▶ _GIVEN RECORDS_
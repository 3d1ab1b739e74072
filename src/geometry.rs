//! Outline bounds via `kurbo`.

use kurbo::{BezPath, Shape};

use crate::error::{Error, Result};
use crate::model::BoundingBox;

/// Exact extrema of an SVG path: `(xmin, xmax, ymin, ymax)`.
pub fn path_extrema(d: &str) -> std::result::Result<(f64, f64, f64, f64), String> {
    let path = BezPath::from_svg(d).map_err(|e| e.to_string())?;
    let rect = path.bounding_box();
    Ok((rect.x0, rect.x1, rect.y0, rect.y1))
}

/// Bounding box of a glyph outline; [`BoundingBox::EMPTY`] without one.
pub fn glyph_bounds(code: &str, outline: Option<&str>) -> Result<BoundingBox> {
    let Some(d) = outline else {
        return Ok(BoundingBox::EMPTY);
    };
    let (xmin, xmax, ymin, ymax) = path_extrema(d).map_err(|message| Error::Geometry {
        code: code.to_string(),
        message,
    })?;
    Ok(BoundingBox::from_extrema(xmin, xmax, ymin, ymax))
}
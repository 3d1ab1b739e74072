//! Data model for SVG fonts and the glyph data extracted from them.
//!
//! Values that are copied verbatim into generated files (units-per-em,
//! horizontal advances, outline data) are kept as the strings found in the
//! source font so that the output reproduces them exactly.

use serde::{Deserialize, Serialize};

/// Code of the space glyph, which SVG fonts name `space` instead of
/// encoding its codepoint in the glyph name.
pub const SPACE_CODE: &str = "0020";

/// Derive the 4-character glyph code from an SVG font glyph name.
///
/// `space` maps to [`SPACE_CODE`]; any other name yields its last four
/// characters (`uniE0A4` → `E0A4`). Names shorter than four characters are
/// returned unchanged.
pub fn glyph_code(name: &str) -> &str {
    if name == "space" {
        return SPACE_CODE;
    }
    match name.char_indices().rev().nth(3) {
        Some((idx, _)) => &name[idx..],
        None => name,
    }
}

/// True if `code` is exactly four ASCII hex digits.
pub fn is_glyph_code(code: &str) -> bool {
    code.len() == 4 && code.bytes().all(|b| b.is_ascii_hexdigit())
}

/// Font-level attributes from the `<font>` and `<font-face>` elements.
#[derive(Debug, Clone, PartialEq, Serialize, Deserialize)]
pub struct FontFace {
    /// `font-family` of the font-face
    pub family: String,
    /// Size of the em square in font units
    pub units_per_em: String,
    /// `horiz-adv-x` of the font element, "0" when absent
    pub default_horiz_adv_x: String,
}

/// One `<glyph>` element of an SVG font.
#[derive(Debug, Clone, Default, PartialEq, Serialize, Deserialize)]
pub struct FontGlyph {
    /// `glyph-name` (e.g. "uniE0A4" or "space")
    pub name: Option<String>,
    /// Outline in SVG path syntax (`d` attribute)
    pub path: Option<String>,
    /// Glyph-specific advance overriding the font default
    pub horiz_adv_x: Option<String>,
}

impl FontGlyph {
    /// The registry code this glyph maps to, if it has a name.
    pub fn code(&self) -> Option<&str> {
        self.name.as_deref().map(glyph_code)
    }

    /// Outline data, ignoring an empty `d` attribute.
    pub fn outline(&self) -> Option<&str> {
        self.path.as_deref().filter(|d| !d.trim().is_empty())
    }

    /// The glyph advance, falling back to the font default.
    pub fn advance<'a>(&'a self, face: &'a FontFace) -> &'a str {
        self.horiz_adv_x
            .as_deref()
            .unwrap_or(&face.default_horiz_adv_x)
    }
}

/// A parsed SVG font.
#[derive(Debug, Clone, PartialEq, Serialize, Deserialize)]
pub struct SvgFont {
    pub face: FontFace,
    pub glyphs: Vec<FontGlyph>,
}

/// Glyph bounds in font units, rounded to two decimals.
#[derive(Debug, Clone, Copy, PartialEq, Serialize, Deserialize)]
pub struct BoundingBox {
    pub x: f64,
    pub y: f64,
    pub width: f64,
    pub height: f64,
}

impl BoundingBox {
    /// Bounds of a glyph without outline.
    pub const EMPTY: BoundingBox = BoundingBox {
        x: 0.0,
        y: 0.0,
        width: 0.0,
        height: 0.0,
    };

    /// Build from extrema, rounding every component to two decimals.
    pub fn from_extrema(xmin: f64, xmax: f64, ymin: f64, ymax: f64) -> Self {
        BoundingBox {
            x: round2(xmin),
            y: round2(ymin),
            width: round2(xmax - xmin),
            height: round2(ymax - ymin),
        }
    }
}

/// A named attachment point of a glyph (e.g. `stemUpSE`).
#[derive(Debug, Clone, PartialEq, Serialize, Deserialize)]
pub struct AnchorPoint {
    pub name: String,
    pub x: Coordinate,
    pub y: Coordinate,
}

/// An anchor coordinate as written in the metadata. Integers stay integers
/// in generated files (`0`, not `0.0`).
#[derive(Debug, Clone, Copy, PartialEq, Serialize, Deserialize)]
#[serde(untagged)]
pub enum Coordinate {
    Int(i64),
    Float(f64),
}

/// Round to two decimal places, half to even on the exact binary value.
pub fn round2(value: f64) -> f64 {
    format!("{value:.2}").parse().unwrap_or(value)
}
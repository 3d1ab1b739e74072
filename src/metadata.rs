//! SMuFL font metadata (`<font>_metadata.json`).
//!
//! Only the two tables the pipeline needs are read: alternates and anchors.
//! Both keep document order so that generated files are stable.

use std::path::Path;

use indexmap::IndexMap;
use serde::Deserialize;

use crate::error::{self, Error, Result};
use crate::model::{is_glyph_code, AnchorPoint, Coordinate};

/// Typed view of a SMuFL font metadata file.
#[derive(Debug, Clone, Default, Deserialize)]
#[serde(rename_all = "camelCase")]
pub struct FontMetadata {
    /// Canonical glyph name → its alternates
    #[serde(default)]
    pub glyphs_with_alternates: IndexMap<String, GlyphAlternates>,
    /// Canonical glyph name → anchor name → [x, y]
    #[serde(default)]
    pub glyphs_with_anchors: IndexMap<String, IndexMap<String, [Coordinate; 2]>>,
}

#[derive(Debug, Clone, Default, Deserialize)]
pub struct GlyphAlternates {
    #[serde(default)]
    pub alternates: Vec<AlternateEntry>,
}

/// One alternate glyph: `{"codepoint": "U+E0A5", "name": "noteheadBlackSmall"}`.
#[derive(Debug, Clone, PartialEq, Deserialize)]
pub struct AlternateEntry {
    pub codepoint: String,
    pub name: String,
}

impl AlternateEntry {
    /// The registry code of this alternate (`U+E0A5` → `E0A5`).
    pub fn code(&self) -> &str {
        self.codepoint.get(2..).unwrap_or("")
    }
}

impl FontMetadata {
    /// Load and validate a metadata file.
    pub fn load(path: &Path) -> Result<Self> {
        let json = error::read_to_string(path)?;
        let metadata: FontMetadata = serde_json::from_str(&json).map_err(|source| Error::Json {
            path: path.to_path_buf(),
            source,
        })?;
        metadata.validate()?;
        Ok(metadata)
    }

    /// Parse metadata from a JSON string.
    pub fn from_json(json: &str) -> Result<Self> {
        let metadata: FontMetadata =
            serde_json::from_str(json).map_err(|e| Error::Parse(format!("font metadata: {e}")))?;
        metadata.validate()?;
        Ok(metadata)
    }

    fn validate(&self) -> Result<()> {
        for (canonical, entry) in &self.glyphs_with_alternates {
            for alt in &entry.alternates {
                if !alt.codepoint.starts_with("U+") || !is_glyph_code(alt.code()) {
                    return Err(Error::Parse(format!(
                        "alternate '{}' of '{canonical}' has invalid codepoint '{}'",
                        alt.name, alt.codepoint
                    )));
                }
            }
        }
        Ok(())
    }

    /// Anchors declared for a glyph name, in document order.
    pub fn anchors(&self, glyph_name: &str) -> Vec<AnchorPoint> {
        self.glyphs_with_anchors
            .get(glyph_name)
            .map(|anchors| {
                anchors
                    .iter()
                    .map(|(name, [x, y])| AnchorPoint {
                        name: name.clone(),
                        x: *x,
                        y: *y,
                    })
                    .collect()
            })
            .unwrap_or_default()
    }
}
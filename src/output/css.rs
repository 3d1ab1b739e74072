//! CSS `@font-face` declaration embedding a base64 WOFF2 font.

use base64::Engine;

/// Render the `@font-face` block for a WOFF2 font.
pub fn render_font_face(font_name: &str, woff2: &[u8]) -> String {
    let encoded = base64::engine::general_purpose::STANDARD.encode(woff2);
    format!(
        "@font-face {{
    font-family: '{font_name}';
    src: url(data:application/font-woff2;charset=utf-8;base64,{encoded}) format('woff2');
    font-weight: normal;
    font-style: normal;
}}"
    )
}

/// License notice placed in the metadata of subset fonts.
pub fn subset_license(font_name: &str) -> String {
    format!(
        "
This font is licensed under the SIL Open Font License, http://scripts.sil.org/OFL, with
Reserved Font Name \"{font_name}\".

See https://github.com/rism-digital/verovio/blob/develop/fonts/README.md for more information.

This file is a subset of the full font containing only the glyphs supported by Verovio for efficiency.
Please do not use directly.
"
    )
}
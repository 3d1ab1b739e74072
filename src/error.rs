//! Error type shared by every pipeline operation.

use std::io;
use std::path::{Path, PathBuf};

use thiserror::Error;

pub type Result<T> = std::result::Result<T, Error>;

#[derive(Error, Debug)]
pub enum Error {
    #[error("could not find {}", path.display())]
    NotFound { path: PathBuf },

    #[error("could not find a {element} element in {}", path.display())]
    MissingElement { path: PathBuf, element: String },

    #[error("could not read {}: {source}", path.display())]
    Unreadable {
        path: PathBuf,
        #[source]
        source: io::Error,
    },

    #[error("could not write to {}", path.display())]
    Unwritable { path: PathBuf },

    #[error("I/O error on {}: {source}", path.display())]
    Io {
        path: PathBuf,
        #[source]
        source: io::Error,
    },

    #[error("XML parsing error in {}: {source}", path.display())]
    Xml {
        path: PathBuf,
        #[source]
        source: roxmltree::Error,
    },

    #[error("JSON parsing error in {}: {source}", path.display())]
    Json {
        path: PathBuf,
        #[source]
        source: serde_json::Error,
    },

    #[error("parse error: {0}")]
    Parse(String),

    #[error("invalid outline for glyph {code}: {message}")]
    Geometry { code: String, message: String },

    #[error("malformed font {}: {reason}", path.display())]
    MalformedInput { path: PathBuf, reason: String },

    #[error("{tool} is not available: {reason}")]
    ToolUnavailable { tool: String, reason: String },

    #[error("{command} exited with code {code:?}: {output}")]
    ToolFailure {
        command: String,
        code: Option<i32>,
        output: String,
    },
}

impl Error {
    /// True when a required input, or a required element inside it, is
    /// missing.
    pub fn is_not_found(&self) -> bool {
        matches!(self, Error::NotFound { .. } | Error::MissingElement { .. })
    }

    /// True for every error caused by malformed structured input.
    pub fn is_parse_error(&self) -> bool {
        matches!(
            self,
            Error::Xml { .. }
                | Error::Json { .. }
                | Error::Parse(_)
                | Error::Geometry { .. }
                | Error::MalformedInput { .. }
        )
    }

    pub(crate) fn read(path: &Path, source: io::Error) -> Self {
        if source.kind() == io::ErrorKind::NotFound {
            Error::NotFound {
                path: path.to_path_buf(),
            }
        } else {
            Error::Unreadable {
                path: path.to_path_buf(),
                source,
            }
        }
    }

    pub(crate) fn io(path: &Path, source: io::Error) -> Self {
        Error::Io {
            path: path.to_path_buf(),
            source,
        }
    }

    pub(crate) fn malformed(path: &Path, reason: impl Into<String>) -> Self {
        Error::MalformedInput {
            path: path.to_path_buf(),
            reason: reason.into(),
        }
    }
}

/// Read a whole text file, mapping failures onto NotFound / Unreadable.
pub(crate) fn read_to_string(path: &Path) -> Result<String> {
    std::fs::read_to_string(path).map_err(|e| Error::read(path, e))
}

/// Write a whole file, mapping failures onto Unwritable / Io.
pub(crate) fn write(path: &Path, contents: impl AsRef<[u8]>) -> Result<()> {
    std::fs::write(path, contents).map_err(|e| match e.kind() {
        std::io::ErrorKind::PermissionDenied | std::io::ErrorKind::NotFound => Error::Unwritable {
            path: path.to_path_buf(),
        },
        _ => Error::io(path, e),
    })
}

▶ _WHAT YOU ARE ASKED TO DO_
Reproduce every line of the records containing the string "decimals".

▶ _EXERCISE RESPONSE_
/// Glyph bounds in font units, rounded to two decimals.
    /// Build from extrema, rounding every component to two decimals.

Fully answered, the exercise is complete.